02/11/20191 Min Read — In Cycle.js

I've been trying to find a way to architect my projects in a functional way. When you're still a newbie programmer, it's hard to do. Most books and tutorials focus on the essentials and don't teach systematic program design on top. They adopt an incremental approach to highlight the new concepts in a beginner-friendly way.

I stumbled over Cycle.js when I browsed Egghead.io's free resources. You can watch a free video course by the creator of the framework.

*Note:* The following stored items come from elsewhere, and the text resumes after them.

impl<'a> Parser<'a> {
    pub fn new(s: &'a str) -> Self {
        Self { lexer: lexer(s) }
    }

    pub fn parse(mut self) -> PResult<Ast> {
        let mut rolls = vec![self.parse_roll()?];
        while self.eat(&TokenKind::RollDelim) {
            rolls.push(self.parse_roll()?);
        }
        if self.peek().is_some() {
            return self.unexpected("an operator or end of input");
        }
        Ok(Ast { rolls })
    }

    fn peek(&mut self) -> Option<&TokenKind> {
        self.lexer.peek()
    }

    fn eat(&mut self, kind: &TokenKind) -> bool {
        if self.peek() == Some(kind) {
            self.lexer.next();
            true
        } else {
            false
        }
    }

    fn consume(&mut self, kind: TokenKind, expected: &'static str) -> PResult<()> {
        if self.eat(&kind) {
            Ok(())
        } else {
            self.unexpected(expected)
        }
    }

    /// Consumes the offending token (if any) so the error's span and slice
    /// point at it, then reports failure.
    fn unexpected<T>(&mut self, expected: &'static str) -> PResult<T> {
        let kind = match self.lexer.next() {
            None => ParseErrorKind::UnexpectedEnd { expected },
            Some(TokenKind::Error) => ParseErrorKind::LexError,
            Some(_) => ParseErrorKind::UnexpectedToken { expected },
        };
        Err(ParseError {
            kind,
            span: self.lexer.span(),
            slice: self.lexer.slice().to_owned(),
        })
    }

    fn parse_roll(&mut self) -> PResult<Node> {
        let expr = self.parse_expression()?;
        if let Some(TokenKind::Qualifier(_)) = self.peek() {
            match self.lexer.next() {
                Some(TokenKind::Qualifier(q)) => Ok(Node::Qualified(Box::new(expr), q)),
                _ => unreachable!(),
            }
        } else {
            Ok(expr)
        }
    }

    fn parse_expression(&mut self) -> PResult<Node> {
        self.parse_mapping()
    }

    fn parse_mapping(&mut self) -> PResult<Node> {
        let mut lhs = self.parse_choice()?;
        while self.eat(&TokenKind::Mapping) {
            let name = self.expect_text("a quoted map name")?;
            lhs = Node::Mapped(Box::new(lhs), name);
        }
        Ok(lhs)
    }

    fn parse_choice(&mut self) -> PResult<Node> {
        if self.eat(&TokenKind::Choice) {
            let options = self.parse_options()?;
            return Ok(Node::unary(UnaryOperator::PickOne, options));
        }
        let mut lhs = self.parse_options()?;
        while self.eat(&TokenKind::Choice) {
            let rhs = self.parse_options()?;
            lhs = Node::binary(BinaryOperator::Choice, lhs, rhs);
        }
        Ok(lhs)
    }

    fn parse_options(&mut self) -> PResult<Node> {
        let mut lhs = self.parse_comparison()?;
        while self.eat(&TokenKind::Options) {
            let rhs = self.parse_comparison()?;
            lhs = Node::binary(BinaryOperator::Options, lhs, rhs);
        }
        Ok(lhs)
    }

    fn parse_comparison(&mut self) -> PResult<Node> {
        let mut lhs = self.parse_successes()?;
        while let Some(op) = self.peek().and_then(comparison_op) {
            self.lexer.next();
            let rhs = self.parse_successes()?;
            lhs = Node::binary(op, lhs, rhs);
        }
        Ok(lhs)
    }

    fn parse_successes(&mut self) -> PResult<Node> {
        let mut lhs = self.parse_pool_prefix()?;
        while let Some(op) = self.peek().and_then(successes_op) {
            self.lexer.next();
            let rhs = self.parse_pool_prefix()?;
            lhs = Node::binary(op, lhs, rhs);
        }
        Ok(lhs)
    }

    fn parse_pool_prefix(&mut self) -> PResult<Node> {
        let op = match self.peek() {
            Some(TokenKind::Concatenate) => Some(UnaryOperator::Concatenate),
            Some(TokenKind::Count) => Some(UnaryOperator::Count),
            Some(TokenKind::Sum) => Some(UnaryOperator::Sum),
            _ => None,
        };
        match op {
            Some(op) => {
                self.lexer.next();
                let operand = self.parse_pool_transform()?;
                Ok(Node::unary(op, operand))
            }
            None => self.parse_pool_transform(),
        }
    }

    fn parse_pool_transform(&mut self) -> PResult<Node> {
        let mut lhs = self.parse_dice()?;
        while let Some(op) = self.peek().and_then(pool_transform_op) {
            self.lexer.next();
            let rhs = self.parse_dice()?;
            lhs = Node::binary(op, lhs, rhs);
        }
        Ok(lhs)
    }

    fn parse_dice(&mut self) -> PResult<Node> {
        let mut lhs = self.parse_addition()?;
        while let Some(op) = self.peek().and_then(dice_op) {
            self.lexer.next();
            let rhs = self.parse_addition()?;
            lhs = Node::binary(op, lhs, rhs);
        }
        Ok(lhs)
    }

    fn parse_addition(&mut self) -> PResult<Node> {
        let mut lhs = self.parse_multiplication()?;
        loop {
            let op = match self.peek() {
                Some(TokenKind::Plus) => BinaryOperator::Add,
                Some(TokenKind::Minus) => BinaryOperator::Sub,
                _ => break,
            };
            self.lexer.next();
            let rhs = self.parse_multiplication()?;
            lhs = Node::binary(op, lhs, rhs);
        }
        Ok(lhs)
    }

    fn parse_multiplication(&mut self) -> PResult<Node> {
        let mut lhs = self.parse_power()?;
        loop {
            let op = match self.peek() {
                Some(TokenKind::Star) => BinaryOperator::Mul,
                Some(TokenKind::Slash) => BinaryOperator::Div,
                Some(TokenKind::Percent) => BinaryOperator::Mod,
                _ => break,
            };
            self.lexer.next();
            let rhs = self.parse_power()?;
            lhs = Node::binary(op, lhs, rhs);
        }
        Ok(lhs)
    }

    fn parse_power(&mut self) -> PResult<Node> {
        let lhs = self.parse_unary()?;
        if self.eat(&TokenKind::Caret) {
            // Right-associative.
            let rhs = self.parse_power()?;
            Ok(Node::binary(BinaryOperator::Pow, lhs, rhs))
        } else {
            Ok(lhs)
        }
    }

    fn parse_unary(&mut self) -> PResult<Node> {
        if self.eat(&TokenKind::Minus) {
            let operand = self.parse_unary()?;
            Ok(Node::unary(UnaryOperator::Neg, operand))
        } else {
            self.parse_atom()
        }
    }

    fn parse_atom(&mut self) -> PResult<Node> {
        match self.peek() {
            Some(
                TokenKind::Integer(_)
                | TokenKind::Boolean(_)
                | TokenKind::Text(_)
                | TokenKind::Pool(_)
                | TokenKind::Map(_),
            ) => match self.lexer.next() {
                Some(TokenKind::Integer(x)) => Ok(Node::Int(x)),
                Some(TokenKind::Boolean(b)) => Ok(Node::Bool(b)),
                Some(TokenKind::Text(s)) => Ok(Node::Text(s)),
                Some(TokenKind::Pool(p)) => Ok(Node::Pool(p)),
                Some(TokenKind::Map(def)) => Ok(Node::Map(def)),
                _ => unreachable!(),
            },
            Some(TokenKind::GroupOpen) => {
                self.lexer.next();
                let inner = self.parse_expression()?;
                self.consume(TokenKind::GroupClose, "a closing parenthesis")?;
                Ok(Node::Group(Box::new(inner)))
            }
            _ => self.unexpected("a value"),
        }
    }

    fn expect_text(&mut self, expected: &'static str) -> PResult<String> {
        match self.peek() {
            Some(TokenKind::Text(_)) => match self.lexer.next() {
                Some(TokenKind::Text(s)) => Ok(s),
                _ => unreachable!(),
            },
            _ => self.unexpected(expected),
        }
    }
}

The approach to differentiating between sources (event streams, actions) and sinks (outputs/views) appeals to me. It clearly distinguishes pure and impure parts of your code. And subscribing to event streams feels more to me intuitive than handling events with callback functions.

cycle.cj dataflow

Cycle’s core abstraction is your application as a pure function main() where inputs are read effects (sources) from the external world and outputs (sinks) are write effects to affect the external world. These I/O effects in the external world are managed by drivers: plugins that handle DOM effects, HTTP effects, etc.

The internals of main() are built using Reactive Programming primitives, which maximizes separation of concerns and provides a fully declarative way of organizing your code. The dataflow is plainly visible in the code, making it readable and traceable.

For now, I'll stay focused on functional design and React for front-end projects, but I'll keep cycle.js in mind.